** Opening Task material block **

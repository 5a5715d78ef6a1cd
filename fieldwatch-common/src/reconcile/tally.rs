//! Candidate vote tally aggregation

use serde::Serialize;
use std::collections::HashMap;

use crate::db::CandidateRow;
use crate::{Error, Result};

/// Total votes for one `(first_name, last_name, party_name)` group
#[derive(Debug, Clone, PartialEq, Eq, Serialize)]
pub struct CandidateTally {
    pub first_name: String,
    pub last_name: String,
    pub party_name: String,
    pub total_votes: i64,
}

/// Sum votes per candidate, optionally restricted to one county.
///
/// Names are compared exactly: case and whitespace variants stay separate
/// entries. Output is sorted by `total_votes` descending; equal totals keep
/// the order in which each candidate was first seen.
///
/// Fails with `Error::Internal` if a candidate's total does not fit in an `i64`.
pub fn tally_candidates(
    rows: &[CandidateRow],
    county: Option<&str>,
) -> Result<Vec<CandidateTally>> {
    let county = county.filter(|c| !c.is_empty());

    let mut index: HashMap<(&str, &str, &str), usize> = HashMap::new();
    let mut tallies: Vec<CandidateTally> = Vec::new();

    for row in rows {
        if county.is_some_and(|c| c != row.county_code) {
            continue;
        }

        let key = (
            row.first_name.as_str(),
            row.last_name.as_str(),
            row.party_name.as_str(),
        );
        match index.get(&key) {
            Some(&i) => {
                let tally = &mut tallies[i];
                tally.total_votes = add_votes(tally.total_votes, row.votes)?;
            }
            None => {
                index.insert(key, tallies.len());
                tallies.push(CandidateTally {
                    first_name: row.first_name.clone(),
                    last_name: row.last_name.clone(),
                    party_name: row.party_name.clone(),
                    total_votes: row.votes,
                });
            }
        }
    }

    // sort_by is stable
    tallies.sort_by(|a, b| b.total_votes.cmp(&a.total_votes));
    Ok(tallies)
}

/// Overflow-checked vote addition
pub(crate) fn add_votes(total: i64, votes: i64) -> Result<i64> {
    total
        .checked_add(votes)
        .ok_or_else(|| Error::Internal("Vote total overflow".to_string()))
}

** Closing Task material block **

**Task objective**
Please write out every record shown above exactly as it reads.

**Answer for the task**
repository 5a5715d78ef6a1cd
filename fieldwatch-common/src/reconcile/tally.rs
//! Candidate vote tally aggregation

use serde::Serialize;
use std::collections::HashMap;

use crate::db::CandidateRow;
use crate::{Error, Result};

/// Total votes for one `(first_name, last_name, party_name)` group
#[derive(Debug, Clone, PartialEq, Eq, Serialize)]
pub struct CandidateTally {
    pub first_name: String,
    pub last_name: String,
    pub party_name: String,
    pub total_votes: i64,
}

/// Sum votes per candidate, optionally restricted to one county.
///
/// Names are compared exactly: case and whitespace variants stay separate
/// entries. Output is sorted by `total_votes` descending; equal totals keep
/// the order in which each candidate was first seen.
///
/// Fails with `Error::Internal` if a candidate's total does not fit in an `i64`.
pub fn tally_candidates(
    rows: &[CandidateRow],
    county: Option<&str>,
) -> Result<Vec<CandidateTally>> {
    let county = county.filter(|c| !c.is_empty());

    let mut index: HashMap<(&str, &str, &str), usize> = HashMap::new();
    let mut tallies: Vec<CandidateTally> = Vec::new();

    for row in rows {
        if county.is_some_and(|c| c != row.county_code) {
            continue;
        }

        let key = (
            row.first_name.as_str(),
            row.last_name.as_str(),
            row.party_name.as_str(),
        );
        match index.get(&key) {
            Some(&i) => {
                let tally = &mut tallies[i];
                tally.total_votes = add_votes(tally.total_votes, row.votes)?;
            }
            None => {
                index.insert(key, tallies.len());
                tallies.push(CandidateTally {
                    first_name: row.first_name.clone(),
                    last_name: row.last_name.clone(),
                    party_name: row.party_name.clone(),
                    total_votes: row.votes,
                });
            }
        }
    }

    // sort_by is stable
    tallies.sort_by(|a, b| b.total_votes.cmp(&a.total_votes));
    Ok(tallies)
}

/// Overflow-checked vote addition
pub(crate) fn add_votes(total: i64, votes: i64) -> Result<i64> {
    total
        .checked_add(votes)
        .ok_or_else(|| Error::Internal("Vote total overflow".to_string()))
}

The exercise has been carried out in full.